Monday, March 21, 2016

Walls and Bridges and Doors...Oh My...

Recently I have seen quite a bit of talk about how we need to “build bridges, not walls.” I don’t know the exact origin of this quote or line of thinking but it seems to go back in history much longer than those who are currently fond of using it may imagine.

I do know Pope Francis has been using the imagery of walls and bridges for a while now, in various contexts. I happen to like Pope Francis…very much. Plus, he’s the Pope. So there’s that. But just to be clear, the Pope doesn’t always use this imagery in the “either/or” fashion that many people do.

For example, in February when discussing the USAmerican presidential candidacy of Donald Trump, Pope Francis said, “A person who thinks only about building walls, wherever they may be, and not building bridges, is not Christian. This is not the gospel.” I couldn’t agree more. Trump responded with something about the Vatican having an “awfully big wall” itself, to which some Catholic priests replied that “Vatican city also has an awfully big door” (for more, see this article at CNN).  

Ah…the third element that we always seem to miss…if you are going to have a place to call home, you necessarily have to have walls…but you also necessarily have to have doors…preferably lots of them, and preferably really big ones…or else you cannot welcome anyone else in…nor can you go out to welcome people, yourself. You are trapped, and others are marginalized. That’s a lose-lose scenario.

Of course, Pope Francis hasn’t just said these things in a political context, and I am not intending for this to be a political post. Nearly three years ago Pope Francis, commenting on the Apostle Paul in Athens, put it this way: "He doesn't say: 'Idolaters, go to hell! This is the attitude of Paul in Athens: Build a bridge to their heart, in order then to take another step and announce Jesus Christ.” Again, I very much agree.

But then Pope Francis said something else that sheds additional light on the idea of “building bridges”:

"When the church loses this apostolic courage, it becomes a stalled church, a tidy church, nice, very nice, but without fertility, because it has lost the courage to go to the peripheries, where there are so many victims of idolatry, of worldliness, of weak thinking” (emphasis mine).

“Build bridges, not walls” – it’s not a bad metaphor – but the trouble is when people do talk about building bridges, it typically involves building a one-way bridge designed to bring the proverbial “them” to the proverbial “us”. Which isn’t bad (it is better than a ‘wall only’ with no bridges…or doors…at all). But it’s not missional. It’s not a “go and be” posture. It has the appearance of it – we build a bridge “into” other people’s lives – but then we stand at “our” end of the bridge and shout across the gap, “come on over!” This is still not the fullness of what Jesus calls us to do – the fullness of the Kingdom of God. Jesus calls us to do as the first disciples did, to leave everything and follow him (Mark 10:28, Luke 5:11, etc).
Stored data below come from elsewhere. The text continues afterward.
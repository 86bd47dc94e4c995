//! Document - File record stored in the GED

use std::borrow::Cow;

use chrono::{DateTime, Utc};
use serde::{Deserialize, Serialize};
use uuid::Uuid;

use super::entity::{normalize_tags, optional_key, require_name, tag_keys, Entity, Validate};
use crate::domain::config::DomainConfig;
use crate::domain::errors::DomainError;
use crate::domain::services::relevance::Searchable;
use crate::domain::value_objects::FieldValue;

#[derive(Debug, Clone, PartialEq, Serialize, Deserialize)]
pub struct Document {
    pub id: Uuid,
    pub title: String,
    pub folder_id: Option<Uuid>,
    pub owner_id: Option<String>,
    pub mime_type: String,
    pub size_bytes: u64,
    pub tags: Vec<String>,
    pub description: Option<String>,
    /// Bumped whenever new content replaces the file
    pub version: u32,
    pub created_at: DateTime<Utc>,
    pub updated_at: DateTime<Utc>,
}

#[derive(Debug, Clone)]
pub struct NewDocument {
    pub title: String,
    pub folder_id: Option<Uuid>,
    pub owner_id: Option<String>,
    pub mime_type: String,
    pub size_bytes: u64,
    pub tags: Vec<String>,
    pub description: Option<String>,
}

#[derive(Debug, Clone, Default)]
pub struct DocumentPatch {
    pub title: Option<String>,
    pub folder_id: Option<Option<Uuid>>,
    pub tags: Option<Vec<String>>,
    pub description: Option<Option<String>>,
    /// New content as `(mime_type, size_bytes)`
    pub content: Option<(String, u64)>,
}

impl Document {
    pub const BY_FOLDER: &'static str = "folder";
    pub const BY_OWNER: &'static str = "owner";
    pub const BY_TAG: &'static str = "tag";
}

impl NewDocument {
    pub fn new(title: impl Into<String>, mime_type: impl Into<String>, size_bytes: u64) -> Self {
        Self {
            title: title.into(),
            folder_id: None,
            owner_id: None,
            mime_type: mime_type.into(),
            size_bytes,
            tags: Vec::new(),
            description: None,
        }
    }

    pub fn in_folder(mut self, folder_id: Uuid) -> Self {
        self.folder_id = Some(folder_id);
        self
    }

    pub fn with_owner(mut self, owner_id: impl Into<String>) -> Self {
        self.owner_id = Some(owner_id.into());
        self
    }

    pub fn with_tags(mut self, tags: Vec<String>) -> Self {
        self.tags = tags;
        self
    }

    pub fn with_description(mut self, description: impl Into<String>) -> Self {
        self.description = Some(description.into());
        self
    }
}

fn validate_content(mime_type: &str, size_bytes: u64, config: &DomainConfig) -> Result<(), DomainError> {
    if mime_type.trim().is_empty() || !mime_type.contains('/') {
        return Err(DomainError::validation("mime_type", "must look like type/subtype"));
    }
    if !config.allowed_mime_types.is_empty()
        && !config
            .allowed_mime_types
            .iter()
            .any(|allowed| allowed.eq_ignore_ascii_case(mime_type))
    {
        return Err(DomainError::validation(
            "mime_type",
            format!("{mime_type} is not an accepted file type"),
        ));
    }
    if size_bytes > config.max_upload_bytes {
        return Err(DomainError::validation(
            "size_bytes",
            format!("exceeds the {} byte upload limit", config.max_upload_bytes),
        ));
    }
    Ok(())
}

impl Validate for NewDocument {
    fn validate(&self, config: &DomainConfig) -> Result<(), DomainError> {
        require_name("title", &self.title, config)?;
        validate_content(&self.mime_type, self.size_bytes, config)
    }
}

impl Validate for DocumentPatch {
    fn validate(&self, config: &DomainConfig) -> Result<(), DomainError> {
        if let Some(title) = &self.title {
            require_name("title", title, config)?;
        }
        if let Some((mime_type, size_bytes)) = &self.content {
            validate_content(mime_type, *size_bytes, config)?;
        }
        Ok(())
    }
}

impl Entity for Document {
    const ENTITY_TYPE: &'static str = "Document";
    const FIELDS: &'static [&'static str] = &[
        "id",
        "title",
        "folder_id",
        "owner_id",
        "mime_type",
        "size_bytes",
        "tags",
        "description",
        "version",
        "created_at",
        "updated_at",
    ];
    const INDEXES: &'static [&'static str] = &[Self::BY_FOLDER, Self::BY_OWNER, Self::BY_TAG];

    type Draft = NewDocument;
    type Patch = DocumentPatch;

    fn from_draft(id: Uuid, now: DateTime<Utc>, draft: NewDocument) -> Self {
        Self {
            id,
            title: draft.title.trim().to_string(),
            folder_id: draft.folder_id,
            owner_id: draft.owner_id,
            mime_type: draft.mime_type.to_lowercase(),
            size_bytes: draft.size_bytes,
            tags: normalize_tags(draft.tags),
            description: draft.description,
            version: 1,
            created_at: now,
            updated_at: now,
        }
    }

    fn apply_patch(&mut self, patch: DocumentPatch) {
        if let Some(title) = patch.title {
            self.title = title.trim().to_string();
        }
        if let Some(folder_id) = patch.folder_id {
            self.folder_id = folder_id;
        }
        if let Some(tags) = patch.tags {
            self.tags = normalize_tags(tags);
        }
        if let Some(description) = patch.description {
            self.description = description;
        }
        if let Some((mime_type, size_bytes)) = patch.content {
            self.mime_type = mime_type.to_lowercase();
            self.size_bytes = size_bytes;
            self.version += 1;
        }
    }

    fn id(&self) -> Uuid {
        self.id
    }

    fn created_at(&self) -> DateTime<Utc> {
        self.created_at
    }

    fn updated_at(&self) -> DateTime<Utc> {
        self.updated_at
    }

    fn set_timestamps(&mut self, created_at: DateTime<Utc>, updated_at: DateTime<Utc>) {
        self.created_at = created_at;
        self.updated_at = updated_at;
    }

    fn field(&self, name: &str) -> Option<FieldValue> {
        Some(match name {
            "id" => self.id.into(),
            "title" => self.title.as_str().into(),
            "folder_id" => self.folder_id.into(),
            "owner_id" => self.owner_id.clone().into(),
            "mime_type" => self.mime_type.as_str().into(),
            "size_bytes" => self.size_bytes.into(),
            "tags" => self.tags.clone().into(),
            "description" => self.description.clone().into(),
            "version" => self.version.into(),
            "created_at" => self.created_at.into(),
            "updated_at" => self.updated_at.into(),
            _ => return None,
        })
    }

    fn index_keys(&self, index: &str) -> Vec<String> {
        match index {
            Self::BY_FOLDER => vec![optional_key(self.folder_id)],
            Self::BY_OWNER => self.owner_id.iter().cloned().collect(),
            Self::BY_TAG => tag_keys(&self.tags),
            _ => Vec::new(),
        }
    }
}

impl Searchable for Document {
    fn title(&self) -> Cow<'_, str> {
        Cow::Borrowed(&self.title)
    }

    fn tags(&self) -> &[String] {
        &self.tags
    }

    fn body(&self) -> Option<&str> {
        self.description.as_deref()
    }
}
“Leaving” is part and parcel of “following.” How can you follow where Jesus is going if you stay put where you are? If you build a one-way bridge that only comes to you but doesn't go to others?

There is a “classic” illustration that has been used in Western-American Christianity of the cross being a “bridge” over a “gap” so that people can cross over the gap, on the bridge of the cross, to get to Jesus. I’m just going to say it: That illustration gets it wrong. We don’t have to “get to Jesus.” Jesus comes to us. And he doesn’t use a one-way bridge to do it. God becomes incarnate in and through Jesus, both coming to us and returning to the Father…and then coming to us again. It’s a two-way bridge that, when both ways are fully embraced, creates a third way of being – not either/or, but both/and.

The two-way bridge, the life of Christ, shows us that we need to go to the least of these. Not just as visitors, but to become one of the least of these, ourselves – to become incarnate as the least of these the way Jesus became incarnate as one of us, as human, as the least of these. And perhaps to our surprise (though it shouldn’t be), when we do go to the other side, to the margins, to the edges, to the periphery, and we quite literally extend our home to those places – we find something spectacular:

God is there, too.

I want to be where God is. Home is where Jesus is. And if that is everywhere, with the least of these…then I need to go and be everywhere, at home, with the least of these, as one of them…

There is a third way – one of two-way bridges, really big doors, and even some necessary walls - if we dare to leave everything and follow Jesus, making our home with him, with the least of these.